- [Task directions] Please transcribe the data exactly, with nothing left out.

- [Provided data]
>>>
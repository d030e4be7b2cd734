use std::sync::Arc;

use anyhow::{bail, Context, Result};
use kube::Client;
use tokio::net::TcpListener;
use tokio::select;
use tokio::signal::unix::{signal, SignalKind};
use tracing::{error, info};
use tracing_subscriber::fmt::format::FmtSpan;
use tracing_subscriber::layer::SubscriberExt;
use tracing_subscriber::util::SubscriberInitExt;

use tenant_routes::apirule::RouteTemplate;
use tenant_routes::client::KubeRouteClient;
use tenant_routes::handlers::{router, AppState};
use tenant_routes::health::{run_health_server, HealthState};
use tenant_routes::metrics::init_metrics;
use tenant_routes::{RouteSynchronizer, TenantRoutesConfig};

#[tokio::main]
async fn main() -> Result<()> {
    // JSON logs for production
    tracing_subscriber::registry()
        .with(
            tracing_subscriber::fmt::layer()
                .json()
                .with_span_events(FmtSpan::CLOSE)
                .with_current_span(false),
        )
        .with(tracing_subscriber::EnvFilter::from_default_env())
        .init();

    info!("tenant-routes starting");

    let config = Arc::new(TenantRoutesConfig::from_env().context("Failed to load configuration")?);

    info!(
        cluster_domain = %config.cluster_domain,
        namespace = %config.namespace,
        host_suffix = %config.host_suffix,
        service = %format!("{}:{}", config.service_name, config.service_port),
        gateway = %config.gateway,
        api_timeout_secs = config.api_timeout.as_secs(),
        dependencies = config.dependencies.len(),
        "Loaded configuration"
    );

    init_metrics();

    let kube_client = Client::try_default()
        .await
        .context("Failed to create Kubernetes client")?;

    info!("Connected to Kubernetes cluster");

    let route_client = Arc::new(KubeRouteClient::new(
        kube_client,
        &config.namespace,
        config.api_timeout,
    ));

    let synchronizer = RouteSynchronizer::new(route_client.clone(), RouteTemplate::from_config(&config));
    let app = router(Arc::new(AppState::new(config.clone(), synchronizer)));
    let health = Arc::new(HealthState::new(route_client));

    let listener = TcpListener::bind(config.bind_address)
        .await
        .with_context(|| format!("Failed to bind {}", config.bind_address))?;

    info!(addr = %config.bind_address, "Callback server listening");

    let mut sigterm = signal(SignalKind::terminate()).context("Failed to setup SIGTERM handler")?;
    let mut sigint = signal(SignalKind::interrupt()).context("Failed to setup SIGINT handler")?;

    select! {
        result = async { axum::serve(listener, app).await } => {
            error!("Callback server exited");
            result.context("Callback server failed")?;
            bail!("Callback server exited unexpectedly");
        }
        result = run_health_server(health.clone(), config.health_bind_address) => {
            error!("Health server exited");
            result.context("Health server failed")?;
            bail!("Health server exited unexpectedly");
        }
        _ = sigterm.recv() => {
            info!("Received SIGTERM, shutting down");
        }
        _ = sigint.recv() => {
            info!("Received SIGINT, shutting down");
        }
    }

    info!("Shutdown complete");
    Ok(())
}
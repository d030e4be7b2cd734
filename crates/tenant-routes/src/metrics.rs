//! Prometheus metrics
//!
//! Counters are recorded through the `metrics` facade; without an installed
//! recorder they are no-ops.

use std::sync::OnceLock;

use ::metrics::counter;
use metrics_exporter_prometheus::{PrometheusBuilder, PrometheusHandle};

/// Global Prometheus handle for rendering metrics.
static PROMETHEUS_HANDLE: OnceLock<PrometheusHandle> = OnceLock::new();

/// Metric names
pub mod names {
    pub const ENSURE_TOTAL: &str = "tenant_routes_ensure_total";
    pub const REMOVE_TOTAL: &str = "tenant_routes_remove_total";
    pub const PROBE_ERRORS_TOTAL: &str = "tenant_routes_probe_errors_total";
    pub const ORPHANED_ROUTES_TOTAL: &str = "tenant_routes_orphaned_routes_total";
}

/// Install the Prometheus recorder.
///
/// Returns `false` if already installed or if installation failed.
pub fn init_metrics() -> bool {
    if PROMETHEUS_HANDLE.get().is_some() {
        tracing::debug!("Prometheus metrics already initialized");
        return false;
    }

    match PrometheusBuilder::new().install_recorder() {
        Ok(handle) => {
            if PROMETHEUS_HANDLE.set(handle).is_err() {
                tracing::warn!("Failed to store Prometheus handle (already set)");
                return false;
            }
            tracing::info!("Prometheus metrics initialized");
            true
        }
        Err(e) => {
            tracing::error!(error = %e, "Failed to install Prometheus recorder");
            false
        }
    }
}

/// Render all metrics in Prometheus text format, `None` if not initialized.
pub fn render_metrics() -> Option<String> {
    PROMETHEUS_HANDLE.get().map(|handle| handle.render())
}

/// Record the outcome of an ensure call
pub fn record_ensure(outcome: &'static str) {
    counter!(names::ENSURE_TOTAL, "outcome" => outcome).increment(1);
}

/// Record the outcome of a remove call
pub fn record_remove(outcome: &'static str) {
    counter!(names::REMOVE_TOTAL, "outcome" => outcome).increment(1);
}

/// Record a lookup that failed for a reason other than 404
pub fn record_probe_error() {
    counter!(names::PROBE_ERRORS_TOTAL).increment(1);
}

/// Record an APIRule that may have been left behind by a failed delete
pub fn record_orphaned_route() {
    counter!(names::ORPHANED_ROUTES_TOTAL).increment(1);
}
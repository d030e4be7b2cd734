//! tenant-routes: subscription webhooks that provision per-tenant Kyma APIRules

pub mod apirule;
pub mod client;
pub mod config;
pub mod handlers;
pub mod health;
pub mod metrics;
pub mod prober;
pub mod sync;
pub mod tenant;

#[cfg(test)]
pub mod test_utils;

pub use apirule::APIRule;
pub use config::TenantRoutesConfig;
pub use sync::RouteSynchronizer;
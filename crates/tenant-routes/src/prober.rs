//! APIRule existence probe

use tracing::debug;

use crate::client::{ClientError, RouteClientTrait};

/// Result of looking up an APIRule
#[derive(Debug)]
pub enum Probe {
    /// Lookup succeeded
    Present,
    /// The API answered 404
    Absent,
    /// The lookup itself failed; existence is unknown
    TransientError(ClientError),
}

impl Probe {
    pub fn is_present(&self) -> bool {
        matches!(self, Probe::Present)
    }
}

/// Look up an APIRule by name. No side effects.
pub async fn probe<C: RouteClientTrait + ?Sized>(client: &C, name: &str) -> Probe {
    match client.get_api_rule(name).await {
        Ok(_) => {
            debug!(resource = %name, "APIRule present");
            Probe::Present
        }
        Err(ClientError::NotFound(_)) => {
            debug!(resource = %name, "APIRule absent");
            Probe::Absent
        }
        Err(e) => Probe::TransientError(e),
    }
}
<<<
- [Answer space]
repository d030e4be7b2cd734
use std::sync::Arc;

use anyhow::{bail, Context, Result};
use kube::Client;
use tokio::net::TcpListener;
use tokio::select;
use tokio::signal::unix::{signal, SignalKind};
use tracing::{error, info};
use tracing_subscriber::fmt::format::FmtSpan;
use tracing_subscriber::layer::SubscriberExt;
use tracing_subscriber::util::SubscriberInitExt;

use tenant_routes::apirule::RouteTemplate;
use tenant_routes::client::KubeRouteClient;
use tenant_routes::handlers::{router, AppState};
use tenant_routes::health::{run_health_server, HealthState};
use tenant_routes::metrics::init_metrics;
use tenant_routes::{RouteSynchronizer, TenantRoutesConfig};

#[tokio::main]
async fn main() -> Result<()> {
    // JSON logs for production
    tracing_subscriber::registry()
        .with(
            tracing_subscriber::fmt::layer()
                .json()
                .with_span_events(FmtSpan::CLOSE)
                .with_current_span(false),
        )
        .with(tracing_subscriber::EnvFilter::from_default_env())
        .init();

    info!("tenant-routes starting");

    let config = Arc::new(TenantRoutesConfig::from_env().context("Failed to load configuration")?);

    info!(
        cluster_domain = %config.cluster_domain,
        namespace = %config.namespace,
        host_suffix = %config.host_suffix,
        service = %format!("{}:{}", config.service_name, config.service_port),
        gateway = %config.gateway,
        api_timeout_secs = config.api_timeout.as_secs(),
        dependencies = config.dependencies.len(),
        "Loaded configuration"
    );

    init_metrics();

    let kube_client = Client::try_default()
        .await
        .context("Failed to create Kubernetes client")?;

    info!("Connected to Kubernetes cluster");

    let route_client = Arc::new(KubeRouteClient::new(
        kube_client,
        &config.namespace,
        config.api_timeout,
    ));

    let synchronizer = RouteSynchronizer::new(route_client.clone(), RouteTemplate::from_config(&config));
    let app = router(Arc::new(AppState::new(config.clone(), synchronizer)));
    let health = Arc::new(HealthState::new(route_client));

    let listener = TcpListener::bind(config.bind_address)
        .await
        .with_context(|| format!("Failed to bind {}", config.bind_address))?;

    info!(addr = %config.bind_address, "Callback server listening");

    let mut sigterm = signal(SignalKind::terminate()).context("Failed to setup SIGTERM handler")?;
    let mut sigint = signal(SignalKind::interrupt()).context("Failed to setup SIGINT handler")?;

    select! {
        result = async { axum::serve(listener, app).await } => {
            error!("Callback server exited");
            result.context("Callback server failed")?;
            bail!("Callback server exited unexpectedly");
        }
        result = run_health_server(health.clone(), config.health_bind_address) => {
            error!("Health server exited");
            result.context("Health server failed")?;
            bail!("Health server exited unexpectedly");
        }
        _ = sigterm.recv() => {
            info!("Received SIGTERM, shutting down");
        }
        _ = sigint.recv() => {
            info!("Received SIGINT, shutting down");
        }
    }

    info!("Shutdown complete");
    Ok(())
}
repository d030e4be7b2cd734
filename crates/tenant-routes/src/metrics.rs
//! Prometheus metrics
//!
//! Counters are recorded through the `metrics` facade; without an installed
//! recorder they are no-ops.

use std::sync::OnceLock;

use ::metrics::counter;
use metrics_exporter_prometheus::{PrometheusBuilder, PrometheusHandle};

/// Global Prometheus handle for rendering metrics.
static PROMETHEUS_HANDLE: OnceLock<PrometheusHandle> = OnceLock::new();

/// Metric names
pub mod names {
    pub const ENSURE_TOTAL: &str = "tenant_routes_ensure_total";
    pub const REMOVE_TOTAL: &str = "tenant_routes_remove_total";
    pub const PROBE_ERRORS_TOTAL: &str = "tenant_routes_probe_errors_total";
    pub const ORPHANED_ROUTES_TOTAL: &str = "tenant_routes_orphaned_routes_total";
}

/// Install the Prometheus recorder.
///
/// Returns `false` if already installed or if installation failed.
pub fn init_metrics() -> bool {
    if PROMETHEUS_HANDLE.get().is_some() {
        tracing::debug!("Prometheus metrics already initialized");
        return false;
    }

    match PrometheusBuilder::new().install_recorder() {
        Ok(handle) => {
            if PROMETHEUS_HANDLE.set(handle).is_err() {
                tracing::warn!("Failed to store Prometheus handle (already set)");
                return false;
            }
            tracing::info!("Prometheus metrics initialized");
            true
        }
        Err(e) => {
            tracing::error!(error = %e, "Failed to install Prometheus recorder");
            false
        }
    }
}

/// Render all metrics in Prometheus text format, `None` if not initialized.
pub fn render_metrics() -> Option<String> {
    PROMETHEUS_HANDLE.get().map(|handle| handle.render())
}

/// Record the outcome of an ensure call
pub fn record_ensure(outcome: &'static str) {
    counter!(names::ENSURE_TOTAL, "outcome" => outcome).increment(1);
}

/// Record the outcome of a remove call
pub fn record_remove(outcome: &'static str) {
    counter!(names::REMOVE_TOTAL, "outcome" => outcome).increment(1);
}

/// Record a lookup that failed for a reason other than 404
pub fn record_probe_error() {
    counter!(names::PROBE_ERRORS_TOTAL).increment(1);
}

/// Record an APIRule that may have been left behind by a failed delete
pub fn record_orphaned_route() {
    counter!(names::ORPHANED_ROUTES_TOTAL).increment(1);
}
repository d030e4be7b2cd734
//! tenant-routes: subscription webhooks that provision per-tenant Kyma APIRules

pub mod apirule;
pub mod client;
pub mod config;
pub mod handlers;
pub mod health;
pub mod metrics;
pub mod prober;
pub mod sync;
pub mod tenant;

#[cfg(test)]
pub mod test_utils;

pub use apirule::APIRule;
pub use config::TenantRoutesConfig;
pub use sync::RouteSynchronizer;
filename crates/tenant-routes/src/prober.rs
//! APIRule existence probe

use tracing::debug;

use crate::client::{ClientError, RouteClientTrait};

/// Result of looking up an APIRule
#[derive(Debug)]
pub enum Probe {
    /// Lookup succeeded
    Present,
    /// The API answered 404
    Absent,
    /// The lookup itself failed; existence is unknown
    TransientError(ClientError),
}

impl Probe {
    pub fn is_present(&self) -> bool {
        matches!(self, Probe::Present)
    }
}

/// Look up an APIRule by name. No side effects.
pub async fn probe<C: RouteClientTrait + ?Sized>(client: &C, name: &str) -> Probe {
    match client.get_api_rule(name).await {
        Ok(_) => {
            debug!(resource = %name, "APIRule present");
            Probe::Present
        }
        Err(ClientError::NotFound(_)) => {
            debug!(resource = %name, "APIRule absent");
            Probe::Absent
        }
        Err(e) => Probe::TransientError(e),
    }
}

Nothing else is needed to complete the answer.